As per Mayers, a Prosecutor’s duties of disclosure in cases involving anonymous witnesses “go much further than the ordinary duties of disclosure”. The Defence must rely on this heightened duty of disclosure when considering whether and how to resist an application for witness anonymity. Any evidence that goes to the witness’ credibility or the reliability of their evidence is especially sensitive in such cases.
e) Final thoughts
The key question when considering the use of anonymous evidence is whether the defendant receives a fair trial.
The Court may apply the statutory regime correctly and may determine that granting the application is in the interests of justice but this does not preclude an Article 6 issue from arising (see Al-Khawaja v United Kingdom  1 WLUK 266).

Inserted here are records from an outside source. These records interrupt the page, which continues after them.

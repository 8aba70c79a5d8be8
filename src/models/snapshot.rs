// Thermal snapshot models

use serde::{Deserialize, Serialize};

/// What the running machine exposes: per-component sensors (ClassA),
/// coarse indicators only (ClassB, typically unified-memory hardware),
/// or nothing we recognize.
#[derive(Debug, Clone, Copy, PartialEq, Eq, Serialize, Deserialize)]
pub enum HardwareClass {
    ClassA,
    ClassB,
    Unknown,
}

/// OS-level coarse thermal indicator; available on all hardware without
/// special permission. Serializes to the OS-facing strings ("Nominal", ...).
#[derive(Debug, Clone, Copy, PartialEq, Eq, Serialize, Deserialize)]
pub enum ThermalState {
    Nominal,
    Fair,
    Serious,
    Critical,
    Unknown,
}

impl Default for ThermalState {
    fn default() -> Self {
        ThermalState::Unknown
    }
}

/// Best-effort thermal reading, created fresh per sample, never mutated.
/// Every field has a safe default; `ok` is always true by construction and
/// `diagnostic` carries a human-readable note when a source degraded.
#[derive(Debug, Clone, Serialize, Deserialize)]
#[serde(rename_all = "camelCase")]
pub struct ThermalSnapshot {
    pub cpu_temperature_c: Option<f64>,
    /// Absent on unified-memory hardware by design.
    pub gpu_temperature_c: Option<f64>,
    /// Empty on fanless or managed-fan hardware.
    pub fan_speeds_rpm: Vec<f64>,
    pub thermal_state: ThermalState,
    pub thermal_pressure_level: u32,
    pub hardware_class: HardwareClass,
    /// Epoch milliseconds.
    pub captured_at: u64,
    pub ok: bool,
    #[serde(skip_serializing_if = "Option::is_none")]
    pub diagnostic: Option<String>,
}
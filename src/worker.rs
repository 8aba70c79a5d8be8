// Background metrics worker: the single writer for MetricsState.
// Mutations happen here only; readers get immutable summary snapshots via
// the watch channel (snapshot swap, never a torn read).

use std::sync::Arc;
use std::sync::atomic::AtomicUsize;

use tokio::sync::{broadcast, mpsc, oneshot, watch};
use tokio::time::{Duration, Instant, interval};

use crate::metrics::{MetricsSource, MetricsState, MilestoneTracker};
use crate::models::{
    HeartbeatData, InstallReport, MetricsSummary, MilestoneData, NewInstallData, PushMessage,
};

/// Rate limit for "no receivers" logging (avoid a line every tick when no one is on /live)
const NO_RECEIVERS_LOG_INTERVAL: Duration = Duration::from_secs(60);

/// Install ingestion request: the report plus a reply carrying the updated
/// cumulative count.
pub type InstallRequest = (InstallReport, oneshot::Sender<u64>);

/// State, channels, and shutdown for the worker.
pub struct WorkerDeps {
    pub state: MetricsState,
    pub source: Box<dyn MetricsSource>,
    pub milestones: MilestoneTracker,
    pub push_tx: broadcast::Sender<PushMessage>,
    pub summary_tx: watch::Sender<MetricsSummary>,
    pub install_rx: mpsc::Receiver<InstallRequest>,
    pub live_connections: Arc<AtomicUsize>,
    pub shutdown_rx: oneshot::Receiver<()>,
}

/// Worker timing and logging config.
pub struct WorkerConfig {
    pub update_interval_secs: u64,
    pub heartbeat_interval_secs: u64,
    pub stats_log_interval_secs: u64,
}

pub fn spawn(deps: WorkerDeps, config: WorkerConfig) -> tokio::task::JoinHandle<()> {
    let WorkerDeps {
        mut state,
        mut source,
        mut milestones,
        push_tx,
        summary_tx,
        mut install_rx,
        live_connections,
        mut shutdown_rx,
    } = deps;
    let WorkerConfig {
        update_interval_secs,
        heartbeat_interval_secs,
        stats_log_interval_secs,
    } = config;

    tokio::spawn(async move {
        let mut update_tick = interval(Duration::from_secs(update_interval_secs));
        update_tick.set_missed_tick_behavior(tokio::time::MissedTickBehavior::Skip);
        let mut heartbeat_tick = interval(Duration::from_secs(heartbeat_interval_secs));
        heartbeat_tick.set_missed_tick_behavior(tokio::time::MissedTickBehavior::Skip);
        let mut stats_log_tick = interval(Duration::from_secs(stats_log_interval_secs));
        stats_log_tick.set_missed_tick_behavior(tokio::time::MissedTickBehavior::Skip);

        let mut installs_recorded: u64 = 0;
        let mut milestones_fired: u64 = 0;
        let mut last_no_receivers_log: Option<Instant> = None;

        let worker_span = tracing::span!(tracing::Level::DEBUG, "worker", update_interval_secs);
        let _guard = worker_span.enter();

        loop {
            tokio::select! {
                _ = update_tick.tick() => {
                    source.update(&mut state);
                    state.stamp();
                    summary_tx.send_replace(state.summary());
                    milestones_fired +=
                        fire_milestones(&state, &mut milestones, &push_tx);
                }
                _ = heartbeat_tick.tick() => {
                    let heartbeat = PushMessage::Heartbeat(HeartbeatData {
                        active_instances: state.active_instances,
                        p95_latency: state.p95_latency,
                        installs_per_hour: state.installs_per_hour,
                    });
                    if push_tx.send(heartbeat).is_err() {
                        let should_log = last_no_receivers_log
                            .is_none_or(|t| t.elapsed() >= NO_RECEIVERS_LOG_INTERVAL);
                        if should_log {
                            tracing::debug!(
                                operation = "broadcast_heartbeat",
                                "No live clients; broadcast channel has no receivers"
                            );
                            last_no_receivers_log = Some(Instant::now());
                        }
                    }
                }
                req = install_rx.recv() => {
                    match req {
                        Some((report, reply)) => {
                            let total = state.record_install(report.country.as_deref());
                            state.stamp();
                            summary_tx.send_replace(state.summary());
                            // Lower latency than the heartbeat cadence so
                            // install spikes are visible immediately.
                            let _ = push_tx.send(PushMessage::NewInstall(NewInstallData {
                                global_installs: total,
                                country: report.country.clone(),
                            }));
                            milestones_fired +=
                                fire_milestones(&state, &mut milestones, &push_tx);
                            installs_recorded += 1;
                            tracing::info!(
                                country = report.country.as_deref().unwrap_or("unknown"),
                                total_installs = total,
                                "Install recorded"
                            );
                            let _ = reply.send(total);
                        }
                        None => {
                            tracing::debug!("Install channel closed");
                            break;
                        }
                    }
                }
                _ = stats_log_tick.tick() => {
                    tracing::info!(
                        live_clients =
                            live_connections.load(std::sync::atomic::Ordering::Relaxed),
                        installs_recorded,
                        milestones_fired,
                        "app stats"
                    );
                }
                _ = &mut shutdown_rx => {
                    tracing::debug!("Worker shutting down");
                    break;
                }
            }
        }
    })
}

/// Scan milestones against the cumulative counter and broadcast one event
/// per newly crossed threshold, in ascending order. Returns the fire count.
fn fire_milestones(
    state: &MetricsState,
    milestones: &mut MilestoneTracker,
    push_tx: &broadcast::Sender<PushMessage>,
) -> u64 {
    let mut fired = 0;
    for (threshold, message) in milestones.crossings(state.total_installs) {
        tracing::info!(
            threshold,
            message = %message,
            installs = state.total_installs,
            "Milestone achieved"
        );
        let _ = push_tx.send(PushMessage::Milestone(MilestoneData {
            threshold,
            message,
            installs: state.total_installs,
            p95_latency: state.p95_latency,
            reliability: state.reliability,
        }));
        fired += 1;
    }
    fired
}
// WebSocket handler for the live metrics channel

use axum::{
    extract::{
        State,
        ws::{Message, WebSocket, WebSocketUpgrade},
    },
    response::IntoResponse,
};
use bytes::Bytes;
use std::sync::Arc;
use std::sync::atomic::AtomicUsize;
use tokio::sync::{broadcast, watch};
use tokio::time::{Duration, timeout};

use super::AppState;
use crate::models::{MetricsSummary, PushMessage};

pub(super) const WS_PING_INTERVAL: Duration = Duration::from_secs(30);
pub(super) const WS_SEND_TIMEOUT: Duration = Duration::from_secs(10);

/// Decrements the live connection count on drop (connect = +1, drop = -1).
struct LiveConnGuard(Arc<AtomicUsize>);

impl Drop for LiveConnGuard {
    fn drop(&mut self) {
        self.0.fetch_sub(1, std::sync::atomic::Ordering::Relaxed);
    }
}

pub(super) async fn ws_live(
    ws: WebSocketUpgrade,
    State(state): State<AppState>,
) -> impl IntoResponse {
    let tx = state.push_tx.clone();
    let conn_count = state.live_connections.clone();
    let summary_rx = state.summary_rx.clone();
    ws.on_upgrade(move |socket| async move {
        let mut rx = tx.subscribe();
        if let Err(e) = stream_live(socket, &mut rx, conn_count, summary_rx).await {
            tracing::info!("Live stream error: {}", e);
        }
    })
}

/// Per-subscriber forwarding loop. A send failure here ends only this
/// connection; the broadcast channel and all other subscribers carry on.
async fn stream_live(
    mut socket: WebSocket,
    rx: &mut broadcast::Receiver<PushMessage>,
    conn_count: Arc<AtomicUsize>,
    summary_rx: watch::Receiver<MetricsSummary>,
) -> anyhow::Result<()> {
    conn_count.fetch_add(1, std::sync::atomic::Ordering::Relaxed);
    let _guard = LiveConnGuard(conn_count);
    tracing::info!("Client connected to live stream");

    // Welcome with the full current state, so a subscriber needs no prior
    // push events to render.
    let welcome = PushMessage::FullUpdate(summary_rx.borrow().clone());
    let welcome_json = serde_json::to_string(&welcome)?;
    let r = timeout(
        WS_SEND_TIMEOUT,
        socket.send(Message::Text(welcome_json.into())),
    )
    .await;
    if r.is_err() || r.unwrap_or(Ok(())).is_err() {
        return Ok(());
    }

    let mut ping_interval = tokio::time::interval(WS_PING_INTERVAL);
    ping_interval.set_missed_tick_behavior(tokio::time::MissedTickBehavior::Skip);
    loop {
        tokio::select! {
            result = rx.recv() => {
                match result {
                    Ok(msg) => {
                        let json = serde_json::to_string(&msg)?;
                        let r = timeout(WS_SEND_TIMEOUT, socket.send(Message::Text(json.into()))).await;
                        if r.is_err() || r.unwrap_or(Ok(())).is_err() {
                            break;
                        }
                    }
                    Err(broadcast::error::RecvError::Lagged(n)) => {
                        tracing::warn!("Live-channel client lagged, skipped {} messages", n);
                    }
                    Err(broadcast::error::RecvError::Closed) => break,
                }
            }
            _ = ping_interval.tick() => {
                let r = timeout(WS_SEND_TIMEOUT, socket.send(Message::Ping(Bytes::new()))).await;
                if r.is_err() || r.unwrap_or(Ok(())).is_err() {
                    break;
                }
            }
        }
    }
    Ok(())
}
// Library for tests to access modules

pub mod client;
pub mod config;
pub mod metrics;
pub mod models;
pub mod routes;
pub mod sampler;
pub mod version;
pub mod worker;
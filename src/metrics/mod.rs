// Server-resident metrics state: single writer (the worker), published to
// readers as immutable MetricsSummary snapshots via watch.

mod milestones;
mod synthetic;

pub use milestones::{Milestone, MilestoneTracker};
pub use synthetic::{MetricsSource, SyntheticSource};

use std::collections::HashSet;

use crate::models::{MetricsSummary, now_ms};

#[derive(Debug, Clone)]
pub struct MetricsState {
    pub total_installs: u64,
    pub active_instances: u64,
    pub p95_latency: f64,
    pub p99_latency: f64,
    pub reliability: f64,
    pub countries: HashSet<String>,
    pub installs_per_hour: u64,
    pub hw_events: u64,
    pub avg_temp: f64,
    last_update: u64,
    seq: u64,
}

impl MetricsState {
    /// Launch-day seed values.
    pub fn seed() -> Self {
        let countries = ["US", "GB", "DE", "JP", "CA", "FR", "AU"]
            .into_iter()
            .map(str::to_owned)
            .collect();
        Self {
            total_installs: 1247,
            active_instances: 1156,
            p95_latency: 187.0,
            p99_latency: 245.0,
            reliability: 99.94,
            countries,
            installs_per_hour: 47,
            hw_events: 12_400,
            avg_temp: 42.0,
            last_update: now_ms(),
            seq: 0,
        }
    }

    /// Advance the publication sequence and update timestamp. Called by the
    /// single writer after each mutation, before the snapshot swap.
    pub fn stamp(&mut self) {
        self.seq += 1;
        self.last_update = now_ms();
    }

    /// Record one discrete install event; returns the new cumulative count.
    pub fn record_install(&mut self, country: Option<&str>) -> u64 {
        self.total_installs += 1;
        if let Some(c) = country {
            self.countries.insert(c.to_owned());
        }
        self.total_installs
    }

    pub fn last_update(&self) -> u64 {
        self.last_update
    }

    pub fn seq(&self) -> u64 {
        self.seq
    }

    /// Immutable flat projection for the wire (full_update / GET /summary).
    pub fn summary(&self) -> MetricsSummary {
        MetricsSummary {
            total_installs: self.total_installs,
            active_instances: self.active_instances,
            p95_latency: self.p95_latency,
            p99_latency: self.p99_latency,
            reliability: self.reliability,
            countries: self.countries.len() as u32,
            installs_per_hour: self.installs_per_hour,
            hw_events: self.hw_events,
            avg_temp: self.avg_temp,
            last_update: self.last_update,
            seq: self.seq,
        }
    }
}
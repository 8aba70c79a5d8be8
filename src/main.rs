use anyhow::Result;
use std::sync::Arc;
use std::sync::atomic::AtomicUsize;
use thermocast::*;
use tokio::sync::{broadcast, mpsc, watch};
use tracing_subscriber::EnvFilter;
use tracing_subscriber::fmt::time::FormatTime;

struct LocalTimer;

impl FormatTime for LocalTimer {
    fn format_time(&self, w: &mut tracing_subscriber::fmt::format::Writer<'_>) -> std::fmt::Result {
        write!(
            w,
            "{}",
            chrono::Local::now().format("%Y-%m-%dT%H:%M:%S%.3f%:z")
        )
    }
}

#[tokio::main]
async fn main() -> Result<()> {
    let filter = EnvFilter::try_from_default_env().unwrap_or_else(|_| EnvFilter::new("info"));
    tracing_subscriber::fmt()
        .with_timer(LocalTimer)
        .with_env_filter(filter)
        .init();

    let app_config = config::AppConfig::load()?;

    let state = metrics::MetricsState::seed();
    let (push_tx, _) =
        broadcast::channel::<models::PushMessage>(app_config.publishing.broadcast_capacity);
    let (summary_tx, summary_rx) = watch::channel(state.summary());
    let (install_tx, install_rx) = mpsc::channel::<worker::InstallRequest>(64);
    let live_connections = Arc::new(AtomicUsize::new(0));
    let (shutdown_tx, shutdown_rx) = tokio::sync::oneshot::channel();

    let thermal_sampler = sampler::Sampler::new(
        Arc::new(sampler::ComponentSource),
        Arc::new(sampler::DefaultCoarse),
    );
    tracing::info!(class = ?thermal_sampler.hardware_class(), "sensor sampler ready");

    let worker_handle = worker::spawn(
        worker::WorkerDeps {
            state,
            source: Box::new(metrics::SyntheticSource::with_sampler(thermal_sampler)),
            milestones: metrics::MilestoneTracker::standard(),
            push_tx: push_tx.clone(),
            summary_tx,
            install_rx,
            live_connections: live_connections.clone(),
            shutdown_rx,
        },
        worker::WorkerConfig {
            update_interval_secs: app_config.monitoring.update_interval_secs,
            heartbeat_interval_secs: app_config.publishing.heartbeat_interval_secs,
            stats_log_interval_secs: app_config.monitoring.stats_log_interval_secs,
        },
    );

    let app = routes::app(
        push_tx,
        summary_rx,
        install_tx,
        live_connections,
        app_config.clone(),
    );
    let addr = format!("{}:{}", app_config.server.host, app_config.server.port);
    let listener = tokio::net::TcpListener::bind(&addr).await?;
    tracing::info!("Listening on http://{}", addr);

    tokio::select! {
        result = axum::serve(listener, app) => {
            result?;
        }
        _ = shutdown_signal() => {
            tracing::info!("Received shutdown signal");
            let _ = shutdown_tx.send(());
            let _ = worker_handle.await;
        }
    }

    Ok(())
}

async fn shutdown_signal() {
    #[cfg(unix)]
    {
        let mut sigterm = match tokio::signal::unix::signal(tokio::signal::unix::SignalKind::terminate()) {
            Ok(s) => s,
            Err(_) => {
                let _ = tokio::signal::ctrl_c().await;
                return;
            }
        };
        tokio::select! {
            _ = tokio::signal::ctrl_c() => {}
            _ = sigterm.recv() => {}
        }
    }
    #[cfg(not(unix))]
    {
        let _ = tokio::signal::ctrl_c().await;
    }
}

It is entirely possible that, while an issue did not arise at the application stage, it nevertheless arises in the course of the trial. The application for an anonymous witness order rests on a complex set of interrelating conditions and a host of matters that outlined above. If evidence relied upon by the applicant is not ultimately adduced at trial or is adduced in such a way as not to corroborate the anonymous evidence in the way that was anticipated in the application, a subsequent challenge may be warranted. What may have appeared fair at an early stage may no longer be so as the trial progresses.
Anonymous witness evidence can therefore present as an issue at almost any stage of proceedings. The statutory regime principally governs the making of the order itself but it is paramount that practitioners are alive to fluctuations and changes at trial and to keep under review the need for variation of the order if the landscape changes. Doing so may have a significant impact on the trial or any subsequent appeal.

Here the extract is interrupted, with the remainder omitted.